Saved entries
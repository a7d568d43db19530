//! Constants for the vDPP issuance ledger.
//!
//! All supply figures are expressed in **base units**. One display token is
//! `10^DECIMALS` base units.

/// Number of decimal places of the display unit.
pub const DECIMALS: u8 = 18;

/// Base units in one whole token (`10^18`).
pub const ONE_TOKEN: u128 = 1_000_000_000_000_000_000;

/// Global issuance ceiling used when no explicit cap is configured.
///
/// 100 M tokens.
pub const DEFAULT_CAP: u128 = 100_000_000 * ONE_TOKEN;

/// Ceiling on cumulative treasury-channel issuance (initial allocation
/// included).
///
/// 20 M tokens.
pub const MAX_TREASURY_SUPPLY: u128 = 20_000_000 * ONE_TOKEN;

/// Treasury allocation minted to the deployer at construction.
///
/// 2 M tokens.
pub const INITIAL_TREASURY_ALLOCATION: u128 = 2_000_000 * ONE_TOKEN;

/// An allowance of this size is never decremented by `transfer_from`.
pub const UNLIMITED_ALLOWANCE: u128 = u128::MAX;

/// Upper bound on the size of a single encoded instruction.
pub const MAX_INSTRUCTION_DATA_LEN: u64 = 1_232;

/// Largest supported `decimals`; `10^38` is the last power of ten below
/// `u128::MAX`.
pub const MAX_DECIMALS: u8 = 38;

/// Default token name.
pub const DEFAULT_NAME: &str = "Virtual Desired Price Pool";

/// Default token symbol.
pub const DEFAULT_SYMBOL: &str = "vDPP";

/// Scale a whole-token amount to base units, `None` on overflow.
pub const fn tokens(whole: u128) -> Option<u128> {
    whole.checked_mul(ONE_TOKEN)
}
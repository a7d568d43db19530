//! Transfer engine: direct transfers and allowance-based `transfer_from`.
//!
//! Transfers never consult the issuance policy; they move existing value and
//! leave total supply unchanged.

use {
    crate::{constants::UNLIMITED_ALLOWANCE, error::LedgerError, store::LedgerStore},
    solana_pubkey::Pubkey,
    std::collections::BTreeMap,
};

/// Spending approvals keyed by `(holder, spender)`.
#[derive(Debug, Clone, Default, PartialEq, Eq)]
pub struct Allowances {
    approvals: BTreeMap<(Pubkey, Pubkey), u128>,
}

impl Allowances {
    pub(crate) fn from_map(approvals: BTreeMap<(Pubkey, Pubkey), u128>) -> Self {
        Self { approvals }
    }

    pub(crate) fn as_map(&self) -> &BTreeMap<(Pubkey, Pubkey), u128> {
        &self.approvals
    }

    /// Amount `spender` may still move out of `holder`'s balance.
    pub fn allowance(&self, holder: &Pubkey, spender: &Pubkey) -> u128 {
        self.approvals
            .get(&(*holder, *spender))
            .copied()
            .unwrap_or(0)
    }

    /// Overwrite the approval. Zero removes the entry.
    pub fn approve(&mut self, holder: &Pubkey, spender: &Pubkey, amount: u128) {
        if amount == 0 {
            self.approvals.remove(&(*holder, *spender));
        } else {
            self.approvals.insert((*holder, *spender), amount);
        }
    }

    /// Approval left after `spender` moves `amount`, or
    /// `InsufficientAllowance`. Unlimited approvals stay unlimited.
    fn check_spend(&self, holder: &Pubkey, spender: &Pubkey, amount: u128) -> Result<u128, LedgerError> {
        let available = self.allowance(holder, spender);
        if available == UNLIMITED_ALLOWANCE {
            return Ok(available);
        }
        available
            .checked_sub(amount)
            .ok_or(LedgerError::InsufficientAllowance {
                available,
                requested: amount,
            })
    }
}

/// Move `amount` from `from` to `to`.
pub fn transfer(
    store: &mut LedgerStore,
    from: &Pubkey,
    to: &Pubkey,
    amount: u128,
) -> Result<(), LedgerError> {
    store.move_balance(from, to, amount)
}

/// Move `amount` from `from` to `to` on behalf of `spender`, consuming
/// `spender`'s allowance. Allowance and balance are both checked before either
/// is written.
pub fn transfer_from(
    store: &mut LedgerStore,
    allowances: &mut Allowances,
    spender: &Pubkey,
    from: &Pubkey,
    to: &Pubkey,
    amount: u128,
) -> Result<(), LedgerError> {
    let remaining = allowances.check_spend(from, spender, amount)?;
    store.move_balance(from, to, amount)?;
    allowances.approve(from, spender, remaining);
    Ok(())
}
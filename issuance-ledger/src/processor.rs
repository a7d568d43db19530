//! Instruction processing for the issuance ledger.

use {
    crate::{
        constants::MAX_INSTRUCTION_DATA_LEN, error::LedgerError, instruction::LedgerInstruction,
        ledger::IssuanceLedger,
    },
    bincode::Options,
    log::*,
    solana_pubkey::Pubkey,
};

/// Decode an instruction, refusing anything larger than
/// [`MAX_INSTRUCTION_DATA_LEN`].
pub fn decode_instruction(data: &[u8]) -> Result<LedgerInstruction, LedgerError> {
    bincode::options()
        .with_limit(MAX_INSTRUCTION_DATA_LEN)
        .with_fixint_encoding()
        .allow_trailing_bytes()
        .deserialize(data)
        .map_err(|err| {
            debug!("instruction decode failed: {err}");
            LedgerError::InvalidInstructionData
        })
}

/// Decode `data` and run it against `ledger` with `signer` as the caller.
pub fn process_instruction(
    ledger: &mut IssuanceLedger,
    signer: &Pubkey,
    data: &[u8],
) -> Result<(), LedgerError> {
    let instruction = decode_instruction(data)?;
    trace!("issuance ledger process_instruction: {instruction:?}");
    execute(ledger, signer, instruction)
}

/// Run an already decoded instruction.
pub fn execute(
    ledger: &mut IssuanceLedger,
    signer: &Pubkey,
    instruction: LedgerInstruction,
) -> Result<(), LedgerError> {
    match instruction {
        LedgerInstruction::SetHook { hook } => ledger.set_hook(signer, hook),
        LedgerInstruction::MintAdmin { to, amount } => ledger.mint_admin(signer, &to, amount),
        LedgerInstruction::MintTreasury { to, amount } => ledger.mint_treasury(signer, &to, amount),
        LedgerInstruction::MintLpRewards { to, amount } => {
            ledger.mint_lp_rewards(signer, &to, amount)
        }
        LedgerInstruction::Transfer { to, amount } => ledger.transfer(signer, &to, amount),
        LedgerInstruction::Approve { spender, amount } => ledger.approve(signer, &spender, amount),
        LedgerInstruction::TransferFrom { from, to, amount } => {
            ledger.transfer_from(signer, &from, &to, amount)
        }
        LedgerInstruction::TransferOwnership { new_owner } => {
            ledger.transfer_ownership(signer, new_owner)
        }
    }
}

/// Run a batch of encoded instructions all-or-nothing.
///
/// The batch executes against a working copy of the ledger; the copy replaces
/// `ledger` only if every instruction succeeds. On failure the index of the
/// failing instruction is returned alongside its error and `ledger` is
/// unchanged.
pub fn process_transaction<I, D>(
    ledger: &mut IssuanceLedger,
    signer: &Pubkey,
    instructions: I,
) -> Result<(), (usize, LedgerError)>
where
    I: IntoIterator<Item = D>,
    D: AsRef<[u8]>,
{
    let mut working = ledger.clone();
    for (index, data) in instructions.into_iter().enumerate() {
        if let Err(err) = process_instruction(&mut working, signer, data.as_ref()) {
            debug!("transaction rolled back at instruction {index}: {err}");
            return Err((index, err));
        }
    }
    *ledger = working;
    Ok(())
}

_The task_. Your response should be made up of the lines in the data that contain the word "encoded".

_Solution to the problem_.
/// Upper bound on the size of a single encoded instruction.
/// Run a batch of encoded instructions all-or-nothing.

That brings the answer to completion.